Earlier this year, I laid out the arguments on both sides of the case, surprising some by pointing out that I did not think it was right for the courts to carve out a special "exemption" for software or business model patents, but that a single standard should be applied across all patents. From my first read of the ruling, it looks like CAFC may have gotten this right. It doesn't carve out an exception, but makes it clear what the rules are for patents, based on earlier Supreme Court rulings, and makes sure the same rules are applied across the board. Specifically, CAFC recognizes that without that two-pronged test, the patent system effectively allows the patenting of overall concepts, rather than specific applications. While patent system defenders always claim that "ideas are not patentable," in practice, that was not true over the past decade. This ruling brings things back into line.

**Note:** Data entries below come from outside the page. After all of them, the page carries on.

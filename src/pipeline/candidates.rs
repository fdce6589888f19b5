//! Figure candidate generation: region proposals on one raster.
//!
//! ```text
//! gray ─▶ adaptive threshold (inv) ─▶ dilate ─▶ external contours ─▶ boxes
//!                                                                    │
//!        ┌──── area / side filter ◀──────────────────────────────────┘
//!        ▼
//!      pad + clamp ─▶ text density (threshold ─▶ close ─▶ components) ─▶ sort by area ↓
//! ```
//!
//! Dilation merges the strokes of a chart or drawing into one blob, so its
//! outer contour approximates the whole figure. Paragraphs merge too, which
//! is why every proposal carries a text-density score for the classifier.
//!
//! All pixel work goes through [`VisionToolkit`]; this module only composes
//! the primitives and does the geometry.

use crate::config::{CandidateParams, GlyphFilter};
use image::GrayImage;
use vision_kit::{BoundingBox, ComponentStats, VisionToolkit};

/// A proposed figure region, prior to classification.
#[derive(Debug, Clone, Copy, PartialEq)]
pub struct FigureCandidate {
    /// Padded box, always inside the source image.
    pub bbox: BoundingBox,
    /// Text-like components per `density_scale` pixels of `bbox`.
    pub text_density: f64,
    /// Area of the unpadded contour box; the sort key.
    pub area: u64,
}

/// Propose candidate regions on `gray`, largest first.
pub fn propose(
    toolkit: &dyn VisionToolkit,
    gray: &GrayImage,
    params: &CandidateParams,
) -> Vec<FigureCandidate> {
    let (width, height) = gray.dimensions();
    if width == 0 || height == 0 {
        return Vec::new();
    }

    let mask = toolkit.adaptive_threshold_inv(gray, params.block_size, params.threshold_offset);
    let blobs = toolkit.dilate(&mask, params.dilate_kernel, params.dilate_iterations);

    let image_area = width as f64 * height as f64;
    let min_area = image_area * params.min_area_fraction;
    let max_area = image_area * params.max_area_fraction;

    let mut candidates: Vec<FigureCandidate> = toolkit
        .external_boxes(&blobs)
        .into_iter()
        .filter(|b| {
            let area = b.area() as f64;
            area >= min_area
                && area <= max_area
                && b.width >= params.min_side
                && b.height >= params.min_side
        })
        .map(|b| {
            let bbox = pad_and_clamp(b, width, height, params.padding_fraction);
            let region = crop(gray, bbox);
            FigureCandidate {
                bbox,
                text_density: text_density(toolkit, &region, params),
                area: b.area(),
            }
        })
        .collect();

    // Stable: equal areas keep contour order, which the toolkit fixes.
    candidates.sort_by(|a, b| b.area.cmp(&a.area));
    candidates
}

/// Grow `b` by `fraction` of its width / height on every side, then clip it
/// to `[0, width) × [0, height)`.
pub fn pad_and_clamp(b: BoundingBox, width: u32, height: u32, fraction: f64) -> BoundingBox {
    let pad_x = (b.width as f64 * fraction).floor() as u32;
    let pad_y = (b.height as f64 * fraction).floor() as u32;

    let left = b.x.min(width).saturating_sub(pad_x);
    let top = b.y.min(height).saturating_sub(pad_y);
    let right = b.right().saturating_add(pad_x).min(width);
    let bottom = b.bottom().saturating_add(pad_y).min(height);

    BoundingBox::new(
        left,
        top,
        right.saturating_sub(left),
        bottom.saturating_sub(top),
    )
}

/// Text-like components per `density_scale` pixels of `region`.
pub fn text_density(toolkit: &dyn VisionToolkit, region: &GrayImage, params: &CandidateParams) -> f64 {
    let pixels = region.width() as f64 * region.height() as f64;
    if pixels == 0.0 {
        return 0.0;
    }
    let mask = toolkit.adaptive_threshold_inv(
        region,
        params.density_block_size,
        params.density_threshold_offset,
    );
    let closed = toolkit.close(&mask, params.close_kernel);
    let glyphs = toolkit
        .components(&closed)
        .iter()
        .filter(|c| is_glyph(c, &params.glyph))
        .count();
    glyphs as f64 / pixels * params.density_scale
}

/// Whether a component has the size and shape of a printed character.
pub fn is_glyph(c: &ComponentStats, f: &GlyphFilter) -> bool {
    let w = c.bounds.width;
    let h = c.bounds.height;
    if !(h > f.min_height && h < f.max_height && w > f.min_width && w < f.max_width) {
        return false;
    }
    let aspect = w as f64 / h as f64;
    aspect > f.min_aspect && aspect < f.max_aspect && c.area > f.min_area
}

/// Owned copy of `bbox` from `gray`.
pub fn crop(gray: &GrayImage, bbox: BoundingBox) -> GrayImage {
    image::imageops::crop_imm(gray, bbox.x, bbox.y, bbox.width, bbox.height).to_image()
}

#[cfg(test)]
mod tests {
    use super::*;
    use crate::pipeline::testing::{glyphs, ScriptedToolkit};
    use image::Luma;
    use vision_kit::ImageprocToolkit;

    fn white(w: u32, h: u32) -> GrayImage {
        GrayImage::from_pixel(w, h, Luma([255]))
    }

    #[test]
    fn single_chart_is_padded_five_percent() {
        let kit = ScriptedToolkit {
            boxes: vec![BoundingBox::new(100, 100, 300, 300)],
            ..Default::default()
        };
        let found = propose(&kit, &white(1000, 1000), &CandidateParams::default());
        assert_eq!(found.len(), 1);
        assert_eq!(found[0].bbox, BoundingBox::new(85, 85, 330, 330));
        assert_eq!(found[0].area, 90_000);
        assert_eq!(found[0].text_density, 0.0);
    }

    #[test]
    fn filters_by_area_fraction_and_side() {
        let kit = ScriptedToolkit {
            boxes: vec![
                BoundingBox::new(10, 10, 50, 50),   // 0.25 % of the page
                BoundingBox::new(0, 0, 90, 500),    // too narrow
                BoundingBox::new(0, 0, 900, 900),   // 81 % of the page
                BoundingBox::new(600, 600, 120, 99), // too short
                BoundingBox::new(500, 500, 200, 200),
                BoundingBox::new(100, 100, 300, 300),
            ],
            ..Default::default()
        };
        let found = propose(&kit, &white(1000, 1000), &CandidateParams::default());
        let areas: Vec<u64> = found.iter().map(|c| c.area).collect();
        assert_eq!(areas, vec![90_000, 40_000]);
    }

    #[test]
    fn padding_never_leaves_the_image() {
        let (w, h) = (1000, 800);
        let kit = ScriptedToolkit {
            boxes: vec![
                BoundingBox::new(0, 0, 200, 200),
                BoundingBox::new(880, 680, 120, 120),
                BoundingBox::new(3, 700, 400, 100),
            ],
            ..Default::default()
        };
        for c in propose(&kit, &white(w, h), &CandidateParams::default()) {
            assert!(c.bbox.fits_within(w, h), "{:?} escapes {}x{}", c.bbox, w, h);
        }
        assert_eq!(
            pad_and_clamp(BoundingBox::new(0, 0, 200, 200), w, h, 0.05),
            BoundingBox::new(0, 0, 210, 210)
        );
        assert_eq!(
            pad_and_clamp(BoundingBox::new(880, 680, 120, 120), w, h, 0.05),
            BoundingBox::new(874, 674, 126, 126)
        );
    }

    #[test]
    fn density_counts_glyph_shaped_components() {
        let kit = ScriptedToolkit {
            components: {
                let mut c = glyphs(9);
                // A horizontal rule and a large blob are not text.
                c.push(ComponentStats {
                    bounds: BoundingBox::new(0, 0, 300, 2),
                    area: 600,
                });
                c.push(ComponentStats {
                    bounds: BoundingBox::new(0, 0, 80, 80),
                    area: 6000,
                });
                c
            },
            ..Default::default()
        };
        let d = text_density(&kit, &white(100, 100), &CandidateParams::default());
        assert!((d - 9.0).abs() < 1e-9, "density {d}");
    }

    #[test]
    fn glyph_filter_bounds_are_exclusive() {
        let f = GlyphFilter::default();
        let comp = |w, h, area| ComponentStats {
            bounds: BoundingBox::new(0, 0, w, h),
            area,
        };
        assert!(is_glyph(&comp(10, 20, 100), &f));
        assert!(!is_glyph(&comp(10, 5, 40), &f));
        assert!(!is_glyph(&comp(10, 50, 400), &f));
        assert!(!is_glyph(&comp(3, 20, 50), &f));
        assert!(!is_glyph(&comp(10, 20, 20), &f));
        // 60 / 6 = 10: aspect upper bound is exclusive.
        assert!(!is_glyph(&comp(60, 6, 300), &f));
    }

    #[test]
    fn sort_is_largest_first() {
        let kit = ScriptedToolkit {
            boxes: vec![
                BoundingBox::new(0, 0, 150, 150),
                BoundingBox::new(300, 300, 400, 400),
                BoundingBox::new(0, 600, 250, 250),
            ],
            ..Default::default()
        };
        let found = propose(&kit, &white(1000, 1000), &CandidateParams::default());
        let areas: Vec<u64> = found.iter().map(|c| c.area).collect();
        assert_eq!(areas, vec![160_000, 62_500, 22_500]);
    }

    #[test]
    fn drawn_chart_is_found_by_the_real_toolkit() {
        let mut page = white(1000, 1000);
        // 3-pixel dark frame around (200, 200, 400, 300).
        for y in 200..500u32 {
            for x in 200..600u32 {
                let edge = x < 203 || x >= 597 || y < 203 || y >= 497;
                if edge {
                    page.put_pixel(x, y, Luma([0]));
                }
            }
        }
        let found = propose(&ImageprocToolkit, &page, &CandidateParams::default());
        assert_eq!(found.len(), 1, "{found:?}");
        let b = found[0].bbox;
        assert!(b.fits_within(1000, 1000));
        assert!(b.x <= 200 && b.y <= 200);
        assert!(b.right() >= 600 && b.bottom() >= 500);
        assert!(found[0].text_density < 2.0);
    }

    #[test]
    fn empty_image_has_no_candidates() {
        let kit = ScriptedToolkit {
            boxes: vec![BoundingBox::new(0, 0, 10, 10)],
            ..Default::default()
        };
        assert!(propose(&kit, &GrayImage::new(0, 0), &CandidateParams::default()).is_empty());
    }
}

The ruling does note that such rules may be changed in the future, as necessitated by changes in technology, but "we see no need for such a departure." This statement strikes me as a bit odd -- as it shouldn't be the court's determination for when there should be such a "departure," but that of the legislative body (and you can bet lobbyists are rushing to Capitol Hill with new legislation to expand the scope of the patent system as we speak).

The ruling specifically addresses the State Street ruling that opened the doors to the widespread patenting of software and business methods and found that the earlier ruling erred, somewhat, in creating an improper standard for determining patentability that did not agree with Supreme Court precedent.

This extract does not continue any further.